O católico é aquele que sabe reconhecer, assim como está na Salve Rainha, que este mundo é um desterro, porque estamos apenas conquistando, dia após dia, a posse da Vida Eterna, isto é, estamos aqui de passagem. Por esta razão, um verdadeiro católico faz tudo tendo em vista a glória de Deus e salvação da própria alma. Quando pratica a autodisciplina, sacrifícios, aceita renúncias, ele o faz porque tais práticas o conduzem a Deus. Caso contrário, nem fariam sentido. Portanto, manter uma autêntica vida de oração equivale a reconhecer que esta vida só merece ser vivida em razão da salvação eterna, e por isso mesmo não há tempo para divertimentos irresponsáveis, nem para entretenimentos vazios. Tudo quanto fazemos é por Deus, e não por nós mesmos. Mesmo quando o homem descansa, está recuperando forças para adquirir maior ânimo em face das batalhas e lutas que terá de enfrentar. Assim como aqueles três mancebos, que foram cantando para a fornalha na qual seriam consumidos, também o católico vai alegremente enfrentando as provações, sofrimentos e contrariedades desta vida, sabendo serem estes os meios pelos quais se une a Jesus no Calvário, morre para a glória deste mundo, e ganha a verdadeira felicidade, que não pode encontrar na terra, mas só em Deus. Que o Sagrado Coração de Jesus, de onde a lança fez jorrar Sangue e água, seja para nós um verdadeiro refúgio de todas as falsas consolações do mundo, e que nos dê o repouso e o descanso que nossas almas procuram, aqui na terra em forma de graça, e na eternidade, em forma de glória.

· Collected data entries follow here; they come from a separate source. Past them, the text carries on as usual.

//! Supabase Client
//!
//! HTTP client for a Supabase project: PostgREST for the bookmark table,
//! GoTrue for sessions, and the realtime socket for change notices.

use async_trait::async_trait;
use chrono::Utc;
use reqwest::{Client, RequestBuilder, Response};
use serde::Deserialize;
use serde_json::{json, Value};
use std::path::PathBuf;
use std::sync::Arc;
use std::time::Duration;
use tokio::sync::RwLock;

use super::error::{BackendError, BackendResult};
use super::types::{AuthorizeRequest, Bookmark, BookmarkId, NewBookmark, Session, User};
use super::Backend;
use crate::auth::{default_session_path, SessionStore};
use crate::realtime::{ChangeSubscription, RealtimeClient, RealtimeConfig, TokenSource};

/// Refresh sessions that expire within this many seconds
const REFRESH_LEEWAY_SECS: i64 = 60;

/// Configuration for the Supabase client
#[derive(Debug, Clone)]
pub struct SupabaseConfig {
    /// Project URL (e.g., "https://abc.supabase.co")
    pub url: String,
    /// Public anon key
    pub anon_key: String,
    pub schema: String,
    pub table: String,
    pub request_timeout: Duration,
    /// Where the session is persisted between runs
    pub session_file: PathBuf,
    /// Whether `subscribe` opens a realtime channel
    pub realtime_enabled: bool,
    pub heartbeat_interval: Duration,
    pub max_reconnect_attempts: u32,
}

impl Default for SupabaseConfig {
    fn default() -> Self {
        Self {
            url: "http://localhost:54321".to_string(),
            anon_key: String::new(),
            schema: "public".to_string(),
            table: "bookmarks".to_string(),
            request_timeout: Duration::from_secs(10),
            session_file: default_session_path(),
            realtime_enabled: true,
            heartbeat_interval: Duration::from_secs(30),
            max_reconnect_attempts: 5,
        }
    }
}

/// Token grant returned by GoTrue
#[derive(Debug, Deserialize)]
struct TokenResponse {
    access_token: String,
    refresh_token: String,
    #[serde(default)]
    token_type: Option<String>,
    #[serde(default)]
    expires_in: Option<i64>,
    #[serde(default)]
    expires_at: Option<i64>,
    user: User,
}

impl TokenResponse {
    fn into_session(self) -> Session {
        let expires_at = self
            .expires_at
            .unwrap_or_else(|| Utc::now().timestamp() + self.expires_in.unwrap_or(3600));
        Session {
            access_token: self.access_token,
            refresh_token: self.refresh_token,
            token_type: self.token_type.unwrap_or_else(|| "bearer".to_string()),
            expires_at,
            user: self.user,
        }
    }
}

/// Error body shapes used by PostgREST and GoTrue
#[derive(Debug, Default, Deserialize)]
struct ErrorBody {
    #[serde(default)]
    code: Option<Value>,
    #[serde(default)]
    error_code: Option<String>,
    #[serde(default)]
    message: Option<String>,
    #[serde(default)]
    msg: Option<String>,
    #[serde(default)]
    error: Option<String>,
    #[serde(default)]
    error_description: Option<String>,
}

/// Turn a failed response body into a [`BackendError`]
fn parse_error(status: u16, body: &str) -> BackendError {
    let parsed: ErrorBody = serde_json::from_str(body).unwrap_or_default();

    let code = parsed
        .error_code
        .or_else(|| match parsed.code {
            Some(Value::String(s)) => Some(s),
            Some(Value::Number(n)) if n.as_u64() != Some(u64::from(status)) => Some(n.to_string()),
            _ => None,
        })
        .or_else(|| parsed.error.clone().filter(|_| parsed.error_description.is_some()));

    let message = parsed
        .message
        .or(parsed.msg)
        .or(parsed.error_description)
        .or(parsed.error)
        .unwrap_or_else(|| body.trim().to_string());

    // 42501: insufficient_privilege, raised by row-level security
    if code.as_deref() == Some("42501") {
        return BackendError::PermissionDenied(message);
    }

    BackendError::Api {
        status,
        code,
        message,
    }
}

/// Supabase-backed implementation of [`Backend`]
///
/// Clones share the session cache.
#[derive(Clone)]
pub struct SupabaseClient {
    client: Client,
    config: SupabaseConfig,
    session: Arc<RwLock<Option<Session>>>,
    store: SessionStore,
}

impl SupabaseClient {
    /// Create a client, restoring any persisted session
    pub fn new(config: SupabaseConfig) -> BackendResult<Self> {
        if config.url.is_empty() {
            return Err(BackendError::Config("backend.url is empty".to_string()));
        }
        if config.anon_key.is_empty() {
            return Err(BackendError::Config("backend.anon_key is empty".to_string()));
        }

        let client = Client::builder()
            .timeout(config.request_timeout)
            .build()
            .map_err(|e| BackendError::Config(format!("HTTP client: {}", e)))?;

        let store = SessionStore::new(&config.session_file);
        let session = match store.load() {
            Ok(session) => session,
            Err(e) => {
                tracing::warn!(error = %e, "Ignoring stored session");
                None
            }
        };

        tracing::debug!(
            url = %config.url,
            restored = session.is_some(),
            "Supabase client ready"
        );

        Ok(Self {
            client,
            config,
            session: Arc::new(RwLock::new(session)),
            store,
        })
    }

    fn base(&self) -> &str {
        self.config.url.trim_end_matches('/')
    }

    fn rest_url(&self) -> String {
        format!("{}/rest/v1/{}", self.base(), self.config.table)
    }

    fn auth_url(&self, path: &str) -> String {
        format!("{}/auth/v1/{}", self.base(), path)
    }

    /// Attach the API key and bearer token
    fn authorized(&self, request: RequestBuilder, session: Option<&Session>) -> RequestBuilder {
        let token = session
            .map(|s| s.access_token.as_str())
            .unwrap_or(self.config.anon_key.as_str());
        request
            .header("apikey", &self.config.anon_key)
            .bearer_auth(token)
    }

    /// Attach the schema profile headers PostgREST expects for non-public schemas
    fn profiled(&self, request: RequestBuilder) -> RequestBuilder {
        if self.config.schema == "public" {
            request
        } else {
            request
                .header("Accept-Profile", &self.config.schema)
                .header("Content-Profile", &self.config.schema)
        }
    }

    async fn send(&self, request: RequestBuilder) -> BackendResult<Response> {
        let response = request.send().await.map_err(BackendError::from_transport)?;
        if response.status().is_success() {
            return Ok(response);
        }

        let status = response.status().as_u16();
        let body = response.text().await.unwrap_or_default();
        Err(parse_error(status, &body))
    }

    async fn grant(&self, grant_type: &str, body: Value) -> BackendResult<Session> {
        let url = format!("{}?grant_type={}", self.auth_url("token"), grant_type);
        let response = self
            .send(
                self.client
                    .post(&url)
                    .header("apikey", &self.config.anon_key)
                    .json(&body),
            )
            .await?;
        let token: TokenResponse = response.json().await.map_err(BackendError::from_transport)?;
        Ok(token.into_session())
    }

    fn persist(&self, session: Option<&Session>) {
        let result = match session {
            Some(session) => self.store.save(session),
            None => self.store.clear(),
        };
        if let Err(e) = result {
            tracing::warn!(error = %e, path = ?self.store.path(), "Failed to persist session");
        }
    }

    /// Current session, refreshed if it is about to expire
    async fn valid_session(&self) -> BackendResult<Option<Session>> {
        {
            let cached = self.session.read().await;
            match cached.as_ref() {
                None => return Ok(None),
                Some(s) if !s.is_expired(Utc::now(), REFRESH_LEEWAY_SECS) => {
                    return Ok(Some(s.clone()))
                }
                Some(_) => {}
            }
        }

        let mut cached = self.session.write().await;
        let Some(current) = cached.clone() else {
            return Ok(None);
        };
        // Another caller may have refreshed while we waited
        if !current.is_expired(Utc::now(), REFRESH_LEEWAY_SECS) {
            return Ok(Some(current));
        }

        tracing::debug!(user_id = %current.user.id, "Refreshing session");
        match self
            .grant("refresh_token", json!({ "refresh_token": current.refresh_token }))
            .await
        {
            Ok(fresh) => {
                self.persist(Some(&fresh));
                *cached = Some(fresh.clone());
                Ok(Some(fresh))
            }
            Err(e @ BackendError::Api { status: 400..=401, .. }) => {
                tracing::warn!(error = %e, "Session refresh rejected, signing out");
                self.persist(None);
                *cached = None;
                Ok(None)
            }
            Err(e) => Err(e),
        }
    }
}

#[async_trait]
impl Backend for SupabaseClient {
    async fn session(&self) -> BackendResult<Option<Session>> {
        self.valid_session().await
    }

    async fn current_user(&self) -> BackendResult<Option<User>> {
        let Some(session) = self.valid_session().await? else {
            return Ok(None);
        };

        let request = self.authorized(self.client.get(self.auth_url("user")), Some(&session));
        match self.send(request).await {
            Ok(response) => {
                let user: User = response.json().await.map_err(BackendError::from_transport)?;
                Ok(Some(user))
            }
            Err(e) if e.is_auth() => Ok(None),
            Err(e) => Err(e),
        }
    }

    fn authorize_url(&self, request: &AuthorizeRequest) -> BackendResult<String> {
        if request.provider.is_empty() {
            return Err(BackendError::Config("auth.provider is empty".to_string()));
        }
        Ok(format!(
            "{}?provider={}&redirect_to={}&code_challenge={}&code_challenge_method=s256",
            self.auth_url("authorize"),
            urlencoding::encode(&request.provider),
            urlencoding::encode(&request.redirect_to),
            urlencoding::encode(&request.code_challenge),
        ))
    }

    async fn exchange_code(&self, code: &str, verifier: &str) -> BackendResult<Session> {
        let session = self
            .grant(
                "pkce",
                json!({ "auth_code": code, "code_verifier": verifier }),
            )
            .await?;

        self.persist(Some(&session));
        *self.session.write().await = Some(session.clone());
        Ok(session)
    }

    async fn sign_out(&self) -> BackendResult<()> {
        let session = self.session.write().await.take();
        self.persist(None);

        let Some(session) = session else {
            return Ok(());
        };
        let request = self.authorized(self.client.post(self.auth_url("logout")), Some(&session));
        self.send(request).await?;
        tracing::info!(user_id = %session.user.id, "Session terminated");
        Ok(())
    }

    async fn list_bookmarks(&self) -> BackendResult<Vec<Bookmark>> {
        let session = self.valid_session().await?;
        let request = self.client.get(self.rest_url()).query(&[
            ("select", "*"),
            ("order", "created_at.desc"),
        ]);
        let request = self.profiled(self.authorized(request, session.as_ref()));

        let response = self.send(request).await?;
        let rows: Vec<Bookmark> = response.json().await.map_err(BackendError::from_transport)?;
        tracing::debug!(count = rows.len(), "Fetched bookmarks");
        Ok(rows)
    }

    async fn insert_bookmark(&self, bookmark: &NewBookmark) -> BackendResult<()> {
        let session = self
            .valid_session()
            .await?
            .ok_or(BackendError::NotAuthenticated)?;

        let request = self
            .client
            .post(self.rest_url())
            .header("Prefer", "return=minimal")
            .json(bookmark);
        let request = self.profiled(self.authorized(request, Some(&session)));

        self.send(request).await?;
        Ok(())
    }

    async fn delete_bookmark(&self, id: &BookmarkId) -> BackendResult<()> {
        let session = self
            .valid_session()
            .await?
            .ok_or(BackendError::NotAuthenticated)?;

        let filter = format!("eq.{}", id);
        let request = self
            .client
            .delete(self.rest_url())
            .query(&[("id", filter.as_str())]);
        let request = self.profiled(self.authorized(request, Some(&session)));

        self.send(request).await?;
        Ok(())
    }

    async fn subscribe(&self) -> BackendResult<ChangeSubscription> {
        if !self.config.realtime_enabled {
            return Err(BackendError::Realtime("realtime is disabled".to_string()));
        }

        let client = RealtimeClient::new(RealtimeConfig {
            url: self.config.url.clone(),
            api_key: self.config.anon_key.clone(),
            schema: self.config.schema.clone(),
            table: self.config.table.clone(),
            heartbeat_interval: self.config.heartbeat_interval,
            max_reconnect_attempts: self.config.max_reconnect_attempts,
        });

        let subscription = client.subscribe(Arc::new(self.clone())).await?;
        Ok(subscription)
    }
}

#[async_trait]
impl TokenSource for SupabaseClient {
    async fn access_token(&self) -> Option<String> {
        match self.valid_session().await {
            Ok(session) => session.map(|s| s.access_token),
            Err(e) => {
                // Keep the cached token until the refresh can be retried
                tracing::warn!(error = %e, "Session refresh failed for realtime");
                self.session.read().await.as_ref().map(|s| s.access_token.clone())
            }
        }
    }
}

Brevíssimo exame de consciência


1. Quando desejo descansar e relaxar, qual é a atividade que costumo empreender? Em qual entretenimento ou divertimento me ocupo usualmente? O que faço para adquirir um momento de passividade?

2. Agora que já pensou a respeito, reflita se tem empregado tempo suficiente para descansar e readquirir as forças gastas, o ânimo perdido e a motivação necessária para continuar as atividades ordinárias. Este tempo é suficiente ou muito além do necessário?

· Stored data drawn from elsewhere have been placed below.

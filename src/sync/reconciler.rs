//! Bookmark List Reconciler
//!
//! Keeps a local mirror of the signed-in user's bookmarks. Every trigger
//! (mount, change notice, wake) calls [`BookmarkList::resync`], which fetches
//! the whole collection and replaces the mirror. Nothing is merged or patched.

use chrono::{DateTime, Utc};
use std::sync::Arc;
use std::time::Instant;
use tokio::sync::{watch, RwLock};

use crate::backend::{Backend, Bookmark, BookmarkId, NewBookmark};

/// What the dashboard renders
#[derive(Debug, Clone, Default, PartialEq)]
pub struct DashboardState {
    /// Newest first
    pub bookmarks: Vec<Bookmark>,
    /// Message from the last failed write, cleared by the next successful one
    pub last_error: Option<String>,
    /// When the last successful resync completed
    pub synced_at: Option<DateTime<Utc>>,
}

/// Scratch input for a new bookmark
#[derive(Debug, Clone, Default, PartialEq, Eq)]
pub struct BookmarkForm {
    pub title: String,
    pub url: String,
}

impl BookmarkForm {
    fn is_complete(&self) -> bool {
        !self.title.is_empty() && !self.url.is_empty()
    }
}

/// Result of one resync
#[derive(Debug, Clone)]
pub struct SyncStatus {
    /// Number of bookmarks after the resync
    pub items: usize,
    pub duration_ms: u64,
    pub success: bool,
    pub error: Option<String>,
}

/// Result of an add or delete
#[derive(Debug, Clone, PartialEq, Eq)]
pub enum WriteOutcome {
    /// Backend accepted the write and the list was resynced
    Applied,
    /// Nothing was sent (incomplete form)
    Skipped,
    /// Backend refused or could not be reached
    Failed(String),
}

/// Local mirror of the bookmark collection plus the add form
pub struct BookmarkList<B: Backend> {
    backend: Arc<B>,
    state: watch::Sender<DashboardState>,
    form: RwLock<BookmarkForm>,
}

impl<B: Backend> BookmarkList<B> {
    pub fn new(backend: Arc<B>) -> Self {
        let (state, _) = watch::channel(DashboardState::default());
        Self {
            backend,
            state,
            form: RwLock::new(BookmarkForm::default()),
        }
    }

    /// Receiver notified on every state change
    pub fn subscribe_state(&self) -> watch::Receiver<DashboardState> {
        self.state.subscribe()
    }

    pub fn state(&self) -> DashboardState {
        self.state.borrow().clone()
    }

    pub fn bookmarks(&self) -> Vec<Bookmark> {
        self.state.borrow().bookmarks.clone()
    }

    /// Fetch the whole collection and replace the local list
    ///
    /// On failure the list is left as it was.
    pub async fn resync(&self) -> SyncStatus {
        let start = Instant::now();

        match self.backend.list_bookmarks().await {
            Ok(rows) => {
                let items = rows.len();
                self.state.send_modify(|state| {
                    state.bookmarks = rows;
                    state.synced_at = Some(Utc::now());
                });

                let duration_ms = start.elapsed().as_millis() as u64;
                tracing::debug!(items, duration_ms, "Resync completed");
                SyncStatus {
                    items,
                    duration_ms,
                    success: true,
                    error: None,
                }
            }
            Err(e) => {
                tracing::warn!(error = %e, "Resync failed");
                SyncStatus {
                    items: self.state.borrow().bookmarks.len(),
                    duration_ms: start.elapsed().as_millis() as u64,
                    success: false,
                    error: Some(e.to_string()),
                }
            }
        }
    }

    pub async fn set_title(&self, title: impl Into<String>) {
        self.form.write().await.title = title.into();
    }

    pub async fn set_url(&self, url: impl Into<String>) {
        self.form.write().await.url = url.into();
    }

    pub async fn form(&self) -> BookmarkForm {
        self.form.read().await.clone()
    }

    /// Insert the bookmark described by the form
    ///
    /// An incomplete form sends nothing. The form is cleared only after the
    /// backend accepts the insert, so a failed add can be retried as is.
    pub async fn add_bookmark(&self) -> WriteOutcome {
        let form = self.form().await;
        if !form.is_complete() {
            tracing::debug!("Add skipped, title or url empty");
            return WriteOutcome::Skipped;
        }

        let user = match self.backend.current_user().await {
            Ok(Some(user)) => user,
            Ok(None) => return self.write_failed("add", "not signed in".to_string()),
            Err(e) => return self.write_failed("add", e.to_string()),
        };

        let new = NewBookmark {
            title: form.title,
            url: form.url,
            user_id: user.id,
        };
        if let Err(e) = self.backend.insert_bookmark(&new).await {
            return self.write_failed("add", e.to_string());
        }

        tracing::info!(title = %new.title, "Bookmark added");
        {
            let mut form = self.form.write().await;
            *form = BookmarkForm::default();
        }
        self.write_applied().await
    }

    /// Delete one bookmark by identifier
    pub async fn delete_bookmark(&self, id: &BookmarkId) -> WriteOutcome {
        if let Err(e) = self.backend.delete_bookmark(id).await {
            return self.write_failed("delete", e.to_string());
        }

        tracing::info!(id = %id, "Bookmark deleted");
        self.write_applied().await
    }

    async fn write_applied(&self) -> WriteOutcome {
        self.state.send_if_modified(|state| state.last_error.take().is_some());
        self.resync().await;
        WriteOutcome::Applied
    }

    fn write_failed(&self, op: &str, message: String) -> WriteOutcome {
        tracing::error!(op, error = %message, "Bookmark write failed");
        let banner = format!("Could not {} bookmark: {}", op, message);
        self.state.send_modify(|state| state.last_error = Some(banner));
        WriteOutcome::Failed(message)
    }
}

#[cfg(test)]
mod tests {
    use super::*;
    use crate::backend::MemoryBackend;

    fn list(backend: &MemoryBackend) -> BookmarkList<MemoryBackend> {
        BookmarkList::new(Arc::new(backend.clone()))
    }

    async fn add(list: &BookmarkList<MemoryBackend>, title: &str, url: &str) -> WriteOutcome {
        list.set_title(title).await;
        list.set_url(url).await;
        list.add_bookmark().await
    }

    #[tokio::test]
    async fn test_resync_mirrors_backend_newest_first() {
        let backend = MemoryBackend::signed_in("alice");
        backend.seed("alice", "first", "https://1.example");
        backend.seed("bob", "foreign", "https://b.example");
        backend.seed("alice", "second", "https://2.example");
        let list = list(&backend);

        let status = list.resync().await;
        assert!(status.success);
        assert_eq!(status.items, 2);

        let titles: Vec<_> = list.bookmarks().into_iter().map(|b| b.title).collect();
        assert_eq!(titles, vec!["second", "first"]);
        assert!(list.state().synced_at.is_some());
    }

    #[tokio::test]
    async fn test_list_matches_backend_after_writes() {
        let backend = MemoryBackend::signed_in("alice");
        let list = list(&backend);

        for i in 0..5 {
            assert_eq!(
                add(&list, &format!("t{}", i), &format!("https://{}.example", i)).await,
                WriteOutcome::Applied
            );
        }
        let victims: Vec<_> = list.bookmarks().iter().step_by(2).map(|b| b.id.clone()).collect();
        for id in &victims {
            assert_eq!(list.delete_bookmark(id).await, WriteOutcome::Applied);
        }
        // A write from another session, then a notice-driven resync
        backend.seed("alice", "elsewhere", "https://e.example");
        list.resync().await;

        assert_eq!(list.bookmarks(), backend.visible_rows());
        let times: Vec<_> = list.bookmarks().iter().map(|b| b.created_at).collect();
        assert!(times.windows(2).all(|w| w[0] >= w[1]));
    }

    #[tokio::test]
    async fn test_resync_is_idempotent() {
        let backend = MemoryBackend::signed_in("alice");
        backend.seed("alice", "one", "https://1.example");
        backend.seed("alice", "two", "https://2.example");
        let list = list(&backend);

        list.resync().await;
        let first = list.bookmarks();
        list.resync().await;
        assert_eq!(list.bookmarks(), first);
    }

    #[tokio::test]
    async fn test_example_round_trip() {
        let backend = MemoryBackend::signed_in("alice");
        backend.seed("alice", "older", "https://old.example");
        let list = list(&backend);

        assert_eq!(add(&list, "Example", "https://example.com").await, WriteOutcome::Applied);

        let rows = list.bookmarks();
        let matching: Vec<_> = rows.iter().filter(|b| b.title == "Example").collect();
        assert_eq!(matching.len(), 1);
        assert_eq!(matching[0].url, "https://example.com");
        assert_eq!(matching[0].user_id, "alice");
        assert_eq!(rows[0].title, "Example");
        assert_eq!(rows[1].title, "older");

        // Form cleared after success
        assert_eq!(list.form().await, BookmarkForm::default());
    }

    #[tokio::test]
    async fn test_delete_removes_exactly_one() {
        let backend = MemoryBackend::signed_in("alice");
        backend.seed("alice", "a", "https://a.example");
        let target = backend.seed("alice", "b", "https://b.example");
        backend.seed("alice", "c", "https://c.example");
        let list = list(&backend);
        list.resync().await;
        let before = list.bookmarks();

        assert_eq!(list.delete_bookmark(&target.id).await, WriteOutcome::Applied);

        let after = list.bookmarks();
        assert_eq!(after.len(), before.len() - 1);
        let expected: Vec<_> = before.into_iter().filter(|b| b.id != target.id).collect();
        assert_eq!(after, expected);
    }

    #[tokio::test]
    async fn test_empty_field_makes_no_backend_call() {
        let backend = MemoryBackend::signed_in("alice");
        backend.seed("alice", "kept", "https://k.example");
        let list = list(&backend);
        list.resync().await;
        let before = list.bookmarks();
        let stats = backend.stats();

        assert_eq!(add(&list, "", "https://x.example").await, WriteOutcome::Skipped);
        assert_eq!(add(&list, "Title", "").await, WriteOutcome::Skipped);

        assert_eq!(backend.stats(), stats);
        assert_eq!(list.bookmarks(), before);
    }

    #[tokio::test]
    async fn test_failed_add_keeps_form_and_shows_banner() {
        let backend = MemoryBackend::signed_in("alice");
        let list = list(&backend);
        backend.fail_next_insert("connection reset");

        let outcome = add(&list, "Example", "https://example.com").await;
        assert!(matches!(outcome, WriteOutcome::Failed(ref msg) if msg.contains("connection reset")));

        let form = list.form().await;
        assert_eq!(form.title, "Example");
        assert_eq!(form.url, "https://example.com");
        let banner = list.state().last_error.unwrap();
        assert!(banner.starts_with("Could not add bookmark"));
        assert!(list.bookmarks().is_empty());

        // Retrying the same form succeeds and clears the banner
        assert_eq!(list.add_bookmark().await, WriteOutcome::Applied);
        assert!(list.state().last_error.is_none());
        assert_eq!(list.bookmarks().len(), 1);
    }

    #[tokio::test]
    async fn test_failed_delete_leaves_list() {
        let backend = MemoryBackend::signed_in("alice");
        let row = backend.seed("alice", "a", "https://a.example");
        let list = list(&backend);
        list.resync().await;
        let lists_before = backend.stats().list_calls;

        backend.fail_next_delete("timeout");
        assert!(matches!(list.delete_bookmark(&row.id).await, WriteOutcome::Failed(_)));
        assert_eq!(list.bookmarks().len(), 1);
        // No resync after a failed write
        assert_eq!(backend.stats().list_calls, lists_before);
    }

    #[tokio::test]
    async fn test_failed_resync_keeps_previous_list() {
        let backend = MemoryBackend::signed_in("alice");
        backend.seed("alice", "a", "https://a.example");
        let list = list(&backend);
        list.resync().await;

        backend.fail_next_list("unavailable");
        backend.seed("alice", "b", "https://b.example");
        let status = list.resync().await;

        assert!(!status.success);
        assert_eq!(status.items, 1);
        assert_eq!(list.bookmarks().len(), 1);
    }

    #[tokio::test]
    async fn test_add_without_session_fails() {
        let backend = MemoryBackend::new();
        let list = list(&backend);

        let outcome = add(&list, "Example", "https://example.com").await;
        assert!(matches!(outcome, WriteOutcome::Failed(_)));
        assert_eq!(backend.stats().insert_calls, 0);
    }

    #[tokio::test]
    async fn test_state_watchers_see_resync() {
        let backend = MemoryBackend::signed_in("alice");
        backend.seed("alice", "a", "https://a.example");
        let list = list(&backend);
        let mut rx = list.subscribe_state();

        list.resync().await;
        rx.changed().await.unwrap();
        assert_eq!(rx.borrow().bookmarks.len(), 1);
    }
}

3. Para colaborar na autodisciplina, tem empregado um tempo determinado para os divertimentos? Escolhe um horário do dia, com começo e fim, para se aplicar em atividades de descanso, ou confia demasiadamente em seu próprio autocontrole, de modo que sempre acha que pode parar quando bem entende?

4. Tem comprometido as suas obrigações – especialmente as orações do dia – por causa dos entretenimentos? Aplica nele um tempo indeterminado, enquanto para a oração e para as outras atividades tem empregado o tempo que sobra? Tem procurado corrigir esta falha, disciplinando a própria vida de oração com horários regulares para rezar, de modo que nenhuma outra atividade o prejudique?

5. Julga que é facilmente vencido pela preguiça e pela ociosidade? Tem disciplinado as atividades, de modo que tenha um horário para rezar e estudar, e outro para descansar? Tem procurado utilizar prudentemente as diversões, ou elas se constituem como verdadeira perda de tempo, de modo que outros entretenimentos ser-lhe-iam mais saudáveis e produtivos?

6. Tem considerado que Deus lhe dá o tempo para empregá-lo na sua santificação e salvação? Considera que esta vida é passageira, e que aqui jamais terá um repouso permanente e completo? Considera que este mundo é um desterro, porque está aqui para conquistar a vida eterna? Tem administrado sábia e prudentemente o tempo, ou confia que sempre haverá tempo para corrigir os seus desperdícios?